THE PROBLEM —
Go through the data below and count every line that has the word "against". Return only the count.

RECORD EXCERPTS —
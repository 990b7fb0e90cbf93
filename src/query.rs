//! Path queries against one bound document.

use crate::document::{XmlDocument, XmlNode};
use crate::error::TransformError;
use log::trace;
use std::cell::RefCell;
use std::collections::HashMap;
use std::rc::Rc;
use xmlmap_xpath1::{
    DataSourceNode, EvaluationContext, Expression, Namespaces, XPathError, XPathValue,
};

/// A parsed document plus the namespace table every path is compiled against.
///
/// Compiled expressions are cached by their source text, so a specification evaluated
/// once per record only parses each path once.
pub struct QueryContext<'a> {
    root: XmlNode<'a, 'a>,
    namespaces: &'a Namespaces,
    compiled: RefCell<HashMap<String, Rc<Expression>>>,
}

impl<'a> QueryContext<'a> {
    pub fn new(document: &'a XmlDocument<'a>, namespaces: &'a Namespaces) -> Self {
        Self {
            root: document.root_node(),
            namespaces,
            compiled: RefCell::new(HashMap::new()),
        }
    }

    pub fn root(&self) -> XmlNode<'a, 'a> {
        self.root
    }

    fn compile(&self, path: &str) -> Result<Rc<Expression>, TransformError> {
        if let Some(expr) = self.compiled.borrow().get(path) {
            return Ok(Rc::clone(expr));
        }
        let expr = Rc::new(
            xmlmap_xpath1::compile(path, self.namespaces)
                .map_err(|e| TransformError::query(path, e))?,
        );
        self.compiled
            .borrow_mut()
            .insert(path.to_string(), Rc::clone(&expr));
        Ok(expr)
    }

    fn evaluate(
        &self,
        path: &str,
        context: Option<XmlNode<'a, 'a>>,
    ) -> Result<XPathValue<XmlNode<'a, 'a>>, TransformError> {
        let expr = self.compile(path)?;
        let e_ctx = EvaluationContext::new(context.unwrap_or(self.root), self.root);
        let value =
            xmlmap_xpath1::evaluate(&expr, &e_ctx).map_err(|e| TransformError::query(path, e))?;
        trace!("Evaluated '{}' -> {:?}", path, ValueSummary(&value));
        Ok(value)
    }

    /// Nodes selected by `path` from `context` (the document root when `None`), in
    /// document order. No match is an empty sequence.
    pub fn match_nodes(
        &self,
        path: &str,
        context: Option<XmlNode<'a, 'a>>,
    ) -> Result<Vec<XmlNode<'a, 'a>>, TransformError> {
        match self.evaluate(path, context)? {
            XPathValue::NodeSet(nodes) => Ok(nodes),
            _ => Err(TransformError::query(
                path,
                XPathError::TypeError("expression does not select nodes".to_string()),
            )),
        }
    }

    /// The string value of each selected node. A scalar expression such as
    /// `count(item)` yields its single string value.
    pub fn text_values(
        &self,
        path: &str,
        context: XmlNode<'a, 'a>,
    ) -> Result<Vec<String>, TransformError> {
        Ok(match self.evaluate(path, Some(context))? {
            XPathValue::NodeSet(nodes) => nodes.iter().map(|n| n.string_value()).collect(),
            scalar => vec![scalar.to_string()],
        })
    }

    /// Like [`match_nodes`](Self::match_nodes), but an empty result is `ContextNotFound`.
    pub fn context_nodes(
        &self,
        path: &str,
        context: Option<XmlNode<'a, 'a>>,
    ) -> Result<Vec<XmlNode<'a, 'a>>, TransformError> {
        let nodes = self.match_nodes(path, context)?;
        if nodes.is_empty() {
            return Err(TransformError::ContextNotFound(path.to_string()));
        }
        Ok(nodes)
    }
}

struct ValueSummary<'v, N>(&'v XPathValue<N>);

impl<N> std::fmt::Debug for ValueSummary<'_, N> {
    fn fmt(&self, f: &mut std::fmt::Formatter<'_>) -> std::fmt::Result {
        match self.0 {
            XPathValue::NodeSet(nodes) => write!(f, "{} node(s)", nodes.len()),
            XPathValue::String(s) => write!(f, "string {:?}", s),
            XPathValue::Number(n) => write!(f, "number {}", n),
            XPathValue::Boolean(b) => write!(f, "boolean {}", b),
        }
    }
}

#[cfg(test)]
mod tests {
    use super::*;

    const OAI_NS: &str = "http://www.openarchives.org/OAI/2.0/";

    const XML: &str = r#"<OAI-PMH xmlns="http://www.openarchives.org/OAI/2.0/">
  <record><identifier>2</identifier><title> Spaced   out </title></record>
  <record><identifier>1109</identifier><identifier>1110</identifier></record>
</OAI-PMH>"#;

    fn with_context<R>(f: impl FnOnce(&QueryContext<'_>) -> R) -> R {
        let doc = XmlDocument::parse(XML).unwrap();
        let namespaces = Namespaces::new().with("oai", OAI_NS);
        let query = QueryContext::new(&doc, &namespaces);
        f(&query)
    }

    #[test]
    fn test_match_nodes_in_document_order() {
        with_context(|query| {
            let records = query.match_nodes("//oai:record", None).unwrap();
            assert_eq!(records.len(), 2);
            let ids = query
                .text_values(".//oai:identifier", records[1])
                .unwrap();
            assert_eq!(ids, vec!["1109", "1110"]);
        });
    }

    #[test]
    fn test_default_namespace_requires_prefix() {
        with_context(|query| {
            assert!(query.match_nodes("//record", None).unwrap().is_empty());
            let err = query.context_nodes("//record", None).unwrap_err();
            assert!(matches!(err, TransformError::ContextNotFound(ref p) if p == "//record"));
        });
    }

    #[test]
    fn test_scalar_expressions_yield_one_value() {
        with_context(|query| {
            let record = query.context_nodes("//oai:record", None).unwrap()[0];
            assert_eq!(
                query
                    .text_values("normalize-space(oai:title)", record)
                    .unwrap(),
                vec!["Spaced out"]
            );
            assert_eq!(
                query.text_values("count(oai:identifier)", record).unwrap(),
                vec!["1"]
            );
        });
    }

    #[test]
    fn test_query_errors_carry_the_path() {
        with_context(|query| {
            let err = query.match_nodes("//dc:title", None).unwrap_err();
            match err {
                TransformError::Query { path, source } => {
                    assert_eq!(path, "//dc:title");
                    assert_eq!(source, XPathError::UnboundPrefix("dc".to_string()));
                }
                other => panic!("Expected a query error, got {:?}", other),
            }

            let err = query.match_nodes("count(//oai:record)", None).unwrap_err();
            assert!(matches!(err, TransformError::Query { .. }));

            let err = query.match_nodes("//oai:record[", None).unwrap_err();
            assert!(matches!(
                err,
                TransformError::Query {
                    source: XPathError::XPathParse(..),
                    ..
                }
            ));
        });
    }
}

ANSWER SECTION —
2